WHAT YOU NEED TO DO
Which lines below contain "delayed"? Copy every one of them.

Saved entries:
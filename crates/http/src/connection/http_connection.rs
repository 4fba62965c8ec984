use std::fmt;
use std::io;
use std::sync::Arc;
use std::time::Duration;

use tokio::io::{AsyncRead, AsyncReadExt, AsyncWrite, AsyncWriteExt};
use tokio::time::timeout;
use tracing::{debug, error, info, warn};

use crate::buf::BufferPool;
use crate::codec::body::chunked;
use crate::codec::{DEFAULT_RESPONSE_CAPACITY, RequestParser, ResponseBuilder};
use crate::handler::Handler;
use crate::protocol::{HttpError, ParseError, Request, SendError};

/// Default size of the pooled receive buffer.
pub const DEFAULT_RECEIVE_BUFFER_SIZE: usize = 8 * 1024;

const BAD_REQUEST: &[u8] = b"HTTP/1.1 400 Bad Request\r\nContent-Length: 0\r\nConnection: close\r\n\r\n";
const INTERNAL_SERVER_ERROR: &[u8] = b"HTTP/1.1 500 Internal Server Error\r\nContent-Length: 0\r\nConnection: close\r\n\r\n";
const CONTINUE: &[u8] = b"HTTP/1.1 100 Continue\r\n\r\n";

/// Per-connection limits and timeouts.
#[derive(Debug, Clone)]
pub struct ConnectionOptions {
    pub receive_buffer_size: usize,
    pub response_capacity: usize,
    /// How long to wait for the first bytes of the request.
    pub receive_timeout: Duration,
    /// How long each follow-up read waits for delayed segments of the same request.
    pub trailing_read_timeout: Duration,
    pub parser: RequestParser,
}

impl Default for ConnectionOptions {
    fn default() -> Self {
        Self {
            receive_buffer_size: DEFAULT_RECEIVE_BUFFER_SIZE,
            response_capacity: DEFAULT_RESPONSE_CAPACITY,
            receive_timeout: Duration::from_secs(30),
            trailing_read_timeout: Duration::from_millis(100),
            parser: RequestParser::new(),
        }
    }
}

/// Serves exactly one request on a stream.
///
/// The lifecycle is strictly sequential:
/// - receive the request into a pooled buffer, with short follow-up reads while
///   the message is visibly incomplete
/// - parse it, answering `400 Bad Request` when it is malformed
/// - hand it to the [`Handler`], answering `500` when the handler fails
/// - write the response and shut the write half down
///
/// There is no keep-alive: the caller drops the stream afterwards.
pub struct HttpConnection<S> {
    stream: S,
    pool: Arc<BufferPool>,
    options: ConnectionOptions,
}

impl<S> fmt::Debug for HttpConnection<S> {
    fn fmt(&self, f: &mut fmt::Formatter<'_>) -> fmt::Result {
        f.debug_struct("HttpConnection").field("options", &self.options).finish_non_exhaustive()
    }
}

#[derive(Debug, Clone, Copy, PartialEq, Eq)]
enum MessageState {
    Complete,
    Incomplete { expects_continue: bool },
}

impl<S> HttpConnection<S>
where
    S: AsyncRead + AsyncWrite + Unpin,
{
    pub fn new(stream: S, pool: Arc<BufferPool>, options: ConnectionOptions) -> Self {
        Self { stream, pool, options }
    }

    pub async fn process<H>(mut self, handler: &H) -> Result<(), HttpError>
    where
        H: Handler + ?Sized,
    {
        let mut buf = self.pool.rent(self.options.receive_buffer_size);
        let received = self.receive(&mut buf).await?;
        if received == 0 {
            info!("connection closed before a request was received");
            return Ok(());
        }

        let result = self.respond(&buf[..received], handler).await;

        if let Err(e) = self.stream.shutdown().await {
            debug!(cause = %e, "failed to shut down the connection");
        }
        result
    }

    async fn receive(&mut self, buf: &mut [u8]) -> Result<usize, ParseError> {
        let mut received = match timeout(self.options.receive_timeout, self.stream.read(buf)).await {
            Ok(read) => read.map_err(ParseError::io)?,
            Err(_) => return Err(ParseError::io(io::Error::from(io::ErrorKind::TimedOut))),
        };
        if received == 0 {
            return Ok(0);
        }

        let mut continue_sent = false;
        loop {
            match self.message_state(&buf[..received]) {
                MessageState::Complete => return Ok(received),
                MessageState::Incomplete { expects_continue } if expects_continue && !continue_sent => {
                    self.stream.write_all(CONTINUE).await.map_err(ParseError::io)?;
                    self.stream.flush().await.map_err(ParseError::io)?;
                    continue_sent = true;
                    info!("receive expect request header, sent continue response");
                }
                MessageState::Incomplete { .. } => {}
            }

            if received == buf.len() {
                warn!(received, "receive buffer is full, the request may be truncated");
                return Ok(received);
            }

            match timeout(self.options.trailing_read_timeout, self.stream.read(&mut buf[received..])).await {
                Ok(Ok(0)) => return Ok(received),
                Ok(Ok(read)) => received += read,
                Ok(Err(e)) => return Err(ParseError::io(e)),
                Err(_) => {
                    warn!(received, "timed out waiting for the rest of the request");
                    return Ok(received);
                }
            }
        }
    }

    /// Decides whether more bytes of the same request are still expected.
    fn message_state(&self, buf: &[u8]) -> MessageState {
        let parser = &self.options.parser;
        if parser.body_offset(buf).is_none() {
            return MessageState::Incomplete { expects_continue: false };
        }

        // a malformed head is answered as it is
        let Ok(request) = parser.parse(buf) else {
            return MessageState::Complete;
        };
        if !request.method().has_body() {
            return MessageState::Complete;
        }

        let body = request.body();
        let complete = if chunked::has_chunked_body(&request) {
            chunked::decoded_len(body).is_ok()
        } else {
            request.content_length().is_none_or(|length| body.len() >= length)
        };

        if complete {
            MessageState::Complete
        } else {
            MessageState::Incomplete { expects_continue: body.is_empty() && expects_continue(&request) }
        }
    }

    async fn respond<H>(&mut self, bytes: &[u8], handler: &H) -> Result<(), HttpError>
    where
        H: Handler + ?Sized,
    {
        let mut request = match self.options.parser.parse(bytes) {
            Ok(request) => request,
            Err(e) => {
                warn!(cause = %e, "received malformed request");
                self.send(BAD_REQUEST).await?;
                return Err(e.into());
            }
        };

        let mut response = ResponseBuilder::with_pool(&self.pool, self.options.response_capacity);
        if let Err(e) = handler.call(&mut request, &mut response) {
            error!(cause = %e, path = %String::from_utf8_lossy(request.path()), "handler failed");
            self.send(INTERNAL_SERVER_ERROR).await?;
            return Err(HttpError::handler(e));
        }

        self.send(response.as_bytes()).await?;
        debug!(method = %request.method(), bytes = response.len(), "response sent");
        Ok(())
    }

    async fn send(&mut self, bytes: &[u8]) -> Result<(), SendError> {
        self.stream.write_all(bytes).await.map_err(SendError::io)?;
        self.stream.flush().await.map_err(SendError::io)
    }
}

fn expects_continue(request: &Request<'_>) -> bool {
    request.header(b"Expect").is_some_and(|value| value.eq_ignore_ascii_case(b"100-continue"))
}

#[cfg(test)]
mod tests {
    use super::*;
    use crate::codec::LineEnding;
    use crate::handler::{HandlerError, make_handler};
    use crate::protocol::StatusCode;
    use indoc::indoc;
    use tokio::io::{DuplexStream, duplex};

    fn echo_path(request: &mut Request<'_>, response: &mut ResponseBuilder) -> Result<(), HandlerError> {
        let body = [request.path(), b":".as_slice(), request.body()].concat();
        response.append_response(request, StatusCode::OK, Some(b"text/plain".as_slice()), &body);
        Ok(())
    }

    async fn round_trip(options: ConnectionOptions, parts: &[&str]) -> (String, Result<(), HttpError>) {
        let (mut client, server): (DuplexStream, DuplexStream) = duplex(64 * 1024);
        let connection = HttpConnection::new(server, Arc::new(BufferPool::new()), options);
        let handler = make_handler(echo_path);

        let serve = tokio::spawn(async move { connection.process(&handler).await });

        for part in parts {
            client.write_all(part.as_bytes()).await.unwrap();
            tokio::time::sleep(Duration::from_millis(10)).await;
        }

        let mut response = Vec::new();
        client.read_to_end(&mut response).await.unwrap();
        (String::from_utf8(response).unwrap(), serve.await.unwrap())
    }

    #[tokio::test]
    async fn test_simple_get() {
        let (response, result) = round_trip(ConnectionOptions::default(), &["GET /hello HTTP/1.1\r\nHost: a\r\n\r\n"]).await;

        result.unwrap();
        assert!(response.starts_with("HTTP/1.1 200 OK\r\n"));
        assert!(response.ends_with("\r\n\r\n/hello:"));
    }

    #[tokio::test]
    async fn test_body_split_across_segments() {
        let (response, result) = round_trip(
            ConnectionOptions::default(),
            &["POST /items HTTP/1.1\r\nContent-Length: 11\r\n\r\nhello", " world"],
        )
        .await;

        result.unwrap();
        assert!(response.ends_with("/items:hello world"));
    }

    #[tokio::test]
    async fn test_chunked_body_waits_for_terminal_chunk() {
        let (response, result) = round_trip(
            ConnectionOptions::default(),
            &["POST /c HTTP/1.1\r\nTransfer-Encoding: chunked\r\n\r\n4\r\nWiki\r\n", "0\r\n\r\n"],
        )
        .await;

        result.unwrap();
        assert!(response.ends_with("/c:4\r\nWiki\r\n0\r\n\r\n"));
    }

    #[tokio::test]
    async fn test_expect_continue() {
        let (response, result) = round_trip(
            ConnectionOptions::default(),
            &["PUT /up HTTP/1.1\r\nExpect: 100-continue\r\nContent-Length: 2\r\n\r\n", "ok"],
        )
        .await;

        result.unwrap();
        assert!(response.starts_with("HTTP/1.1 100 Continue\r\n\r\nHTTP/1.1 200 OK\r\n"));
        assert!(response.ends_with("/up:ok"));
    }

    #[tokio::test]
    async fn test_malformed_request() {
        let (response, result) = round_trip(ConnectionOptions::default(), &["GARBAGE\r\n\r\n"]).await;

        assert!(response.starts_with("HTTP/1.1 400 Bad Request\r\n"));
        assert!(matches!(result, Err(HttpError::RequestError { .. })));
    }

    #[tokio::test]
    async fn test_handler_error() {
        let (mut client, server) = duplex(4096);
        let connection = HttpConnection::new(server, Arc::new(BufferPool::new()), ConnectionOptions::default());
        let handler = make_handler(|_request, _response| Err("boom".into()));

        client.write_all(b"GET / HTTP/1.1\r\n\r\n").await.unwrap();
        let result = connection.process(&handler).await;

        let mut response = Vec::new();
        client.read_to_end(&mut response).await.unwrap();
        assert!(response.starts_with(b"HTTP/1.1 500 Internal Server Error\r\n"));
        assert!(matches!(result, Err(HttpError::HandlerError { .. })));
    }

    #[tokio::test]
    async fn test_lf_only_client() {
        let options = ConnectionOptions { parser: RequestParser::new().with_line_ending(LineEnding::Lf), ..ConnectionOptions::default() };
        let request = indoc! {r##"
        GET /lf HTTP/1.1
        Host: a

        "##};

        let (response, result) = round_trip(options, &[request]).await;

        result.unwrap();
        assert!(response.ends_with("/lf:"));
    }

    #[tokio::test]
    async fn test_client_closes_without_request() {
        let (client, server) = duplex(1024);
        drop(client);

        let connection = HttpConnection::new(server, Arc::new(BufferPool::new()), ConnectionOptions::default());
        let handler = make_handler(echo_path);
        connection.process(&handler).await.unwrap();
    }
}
==
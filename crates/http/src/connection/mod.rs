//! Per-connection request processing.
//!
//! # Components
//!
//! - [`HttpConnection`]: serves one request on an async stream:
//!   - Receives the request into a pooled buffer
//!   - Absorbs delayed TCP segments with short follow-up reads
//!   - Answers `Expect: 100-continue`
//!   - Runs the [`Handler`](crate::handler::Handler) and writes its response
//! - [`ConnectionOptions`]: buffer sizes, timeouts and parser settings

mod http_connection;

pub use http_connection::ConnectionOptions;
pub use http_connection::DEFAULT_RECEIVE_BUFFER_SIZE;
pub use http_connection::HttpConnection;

RESPONSE AREA
    /// How long each follow-up read waits for delayed segments of the same request.
//!   - Absorbs delayed TCP segments with short follow-up reads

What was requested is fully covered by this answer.